**** Data provided ****
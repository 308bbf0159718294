//! Bridging serde-serializable domain structs to ordered property records.
//!
//! The descriptor decides which fields become columns and which scalar kind
//! each value is read as. Nested entity fields never appear in a record.

use chrono::{DateTime, NaiveDateTime};
use serde::de::DeserializeOwned;
use serde::Serialize;

use crate::error::{MappingError, Result};
use crate::mapping::{project_columns, scalar_type_of, FieldMapping};
use crate::naming::{to_schema_name, SchemaName};
use crate::types::{EntityDescriptor, Record, RelationDescriptor, ScalarKind, Value};

/// A node type that can be stored as a tagged vertex.
pub trait Entity: Serialize + DeserializeOwned {
    fn descriptor() -> &'static EntityDescriptor;

    fn schema_name() -> Result<SchemaName> {
        to_schema_name(Self::descriptor().type_name())
    }

    fn to_record(&self) -> Result<Record> {
        encode_record(Self::descriptor(), self)
    }

    fn from_record(record: &Record) -> Result<Self> {
        decode_record(Self::descriptor(), record)
    }
}

/// A relation type that can be stored as an edge type.
pub trait Relation {
    fn descriptor() -> &'static RelationDescriptor;

    fn schema_name() -> Result<SchemaName> {
        to_schema_name(Self::descriptor().type_name())
    }
}

/// Serialize `value` and project it onto the descriptor's columns, in order.
pub fn encode_record<T: Serialize + ?Sized>(
    descriptor: &EntityDescriptor,
    value: &T,
) -> Result<Record> {
    let json = serde_json::to_value(value).map_err(|e| MappingError::Encode {
        entity: descriptor.type_name().to_string(),
        message: e.to_string(),
    })?;
    let serde_json::Value::Object(mut map) = json else {
        return Err(MappingError::Encode {
            entity: descriptor.type_name().to_string(),
            message: "entity did not serialize to a map".to_string(),
        });
    };

    let mut record = Record::with_capacity(descriptor.fields().len());
    for field in descriptor.fields() {
        let FieldMapping::Column(kind) = scalar_type_of(descriptor.type_name(), field)? else {
            continue;
        };
        let raw = map.remove(&field.name).unwrap_or(serde_json::Value::Null);
        record.insert(field.name.clone(), json_to_value(&field.name, kind, raw)?);
    }
    Ok(record)
}

/// How timestamps are rendered for serde.
#[derive(Debug, Clone, Copy, PartialEq, Eq)]
enum TimestampStyle {
    /// `2023-01-01T12:00:00`, read by `NaiveDateTime`.
    Naive,
    /// `2023-01-01T12:00:00Z`, read by `DateTime<Utc>`.
    Utc,
}

/// Rebuild a typed entity from a property record.
///
/// Stored timestamps carry no offset. They are offered to serde in naive
/// form first and, if that fails, as UTC, so both `NaiveDateTime` and
/// `DateTime<Utc>` fields decode. A type mixing the two is not supported.
pub fn decode_record<T: DeserializeOwned>(
    descriptor: &EntityDescriptor,
    record: &Record,
) -> Result<T> {
    let decode_error = |message: String| MappingError::Decode {
        entity: descriptor.type_name().to_string(),
        message,
    };

    match serde_json::from_value(record_to_json(descriptor, record, TimestampStyle::Naive)) {
        Ok(value) => Ok(value),
        Err(naive) if record.values().any(|v| matches!(v, Value::Timestamp(_))) => {
            serde_json::from_value(record_to_json(descriptor, record, TimestampStyle::Utc))
                .map_err(|utc| decode_error(format!("{naive} (with UTC timestamps: {utc})")))
        }
        Err(e) => Err(decode_error(e.to_string())),
    }
}

fn record_to_json(
    descriptor: &EntityDescriptor,
    record: &Record,
    style: TimestampStyle,
) -> serde_json::Value {
    let mut map = serde_json::Map::with_capacity(record.len());
    for field in descriptor.fields() {
        if let Some(value) = record.get(&field.name) {
            map.insert(field.name.clone(), value_to_json(value, style));
        }
    }
    serde_json::Value::Object(map)
}

/// Check that `record` satisfies every column of `descriptor`: required
/// columns are present and non-null, and each value matches its column kind.
pub fn validate_record(descriptor: &EntityDescriptor, record: &Record) -> Result<()> {
    let decode_error = |message: String| MappingError::Decode {
        entity: descriptor.type_name().to_string(),
        message,
    };

    for column in project_columns(descriptor)? {
        match record.get(&column.name) {
            None | Some(Value::Null) if !column.nullable => {
                return Err(decode_error(format!(
                    "required field {} is missing",
                    column.name
                )));
            }
            None | Some(Value::Null) => {}
            Some(value) => {
                let compatible = match (column.kind, value) {
                    (ScalarKind::Float, Value::Int(_)) => true,
                    (kind, value) => value.scalar_kind() == Some(kind),
                };
                if !compatible {
                    return Err(decode_error(format!(
                        "field {} expected {} but found {}",
                        column.name,
                        column.kind,
                        value.kind_name()
                    )));
                }
            }
        }
    }
    Ok(())
}

/// Parse the timestamp text produced by serde for `NaiveDateTime` or
/// `DateTime<Utc>` fields. Offsets are normalized to UTC.
pub fn parse_timestamp(text: &str) -> Option<NaiveDateTime> {
    NaiveDateTime::parse_from_str(text, "%Y-%m-%dT%H:%M:%S%.f")
        .ok()
        .or_else(|| {
            DateTime::parse_from_rfc3339(text)
                .ok()
                .map(|dt| dt.naive_utc())
        })
}

fn json_to_value(field: &str, kind: ScalarKind, raw: serde_json::Value) -> Result<Value> {
    use serde_json::Value as Json;

    let mismatch = |raw: &Json| {
        let found = match raw {
            Json::Array(_) => "list".to_string(),
            Json::Object(_) => "map".to_string(),
            other => other.to_string(),
        };
        MappingError::unsupported_value(Some(field), format!("{found} for {kind} column"))
    };

    match (kind, &raw) {
        (_, Json::Null) => Ok(Value::Null),
        (ScalarKind::Int, Json::Number(n)) => n.as_i64().map(Value::Int).ok_or_else(|| mismatch(&raw)),
        (ScalarKind::Float, Json::Number(n)) => {
            n.as_f64().map(Value::Float).ok_or_else(|| mismatch(&raw))
        }
        (ScalarKind::String, Json::String(s)) => Ok(Value::String(s.clone())),
        (ScalarKind::Bool, Json::Bool(b)) => Ok(Value::Bool(*b)),
        (ScalarKind::Timestamp, Json::String(s)) => {
            parse_timestamp(s).map(Value::Timestamp).ok_or_else(|| mismatch(&raw))
        }
        _ => Err(mismatch(&raw)),
    }
}

fn value_to_json(value: &Value, style: TimestampStyle) -> serde_json::Value {
    use serde_json::Value as Json;

    match value {
        Value::Null => Json::Null,
        Value::Bool(b) => Json::Bool(*b),
        Value::Int(i) => Json::from(*i),
        Value::Float(f) => serde_json::Number::from_f64(*f)
            .map(Json::Number)
            .unwrap_or(Json::Null),
        Value::String(s) => Json::String(s.clone()),
        Value::Timestamp(ts) => {
            let layout = match style {
                TimestampStyle::Naive => "%Y-%m-%dT%H:%M:%S%.f",
                TimestampStyle::Utc => "%Y-%m-%dT%H:%M:%S%.fZ",
            };
            Json::String(ts.format(layout).to_string())
        }
        Value::List(items) => Json::Array(items.iter().map(|v| value_to_json(v, style)).collect()),
        Value::Map(entries) => Json::Object(
            entries
                .iter()
                .map(|(k, v)| (k.clone(), value_to_json(v, style)))
                .collect(),
        ),
    }
}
****
What needs to be done
Provide only the count of lines in the records above that hold the word "insert".

Answer space
2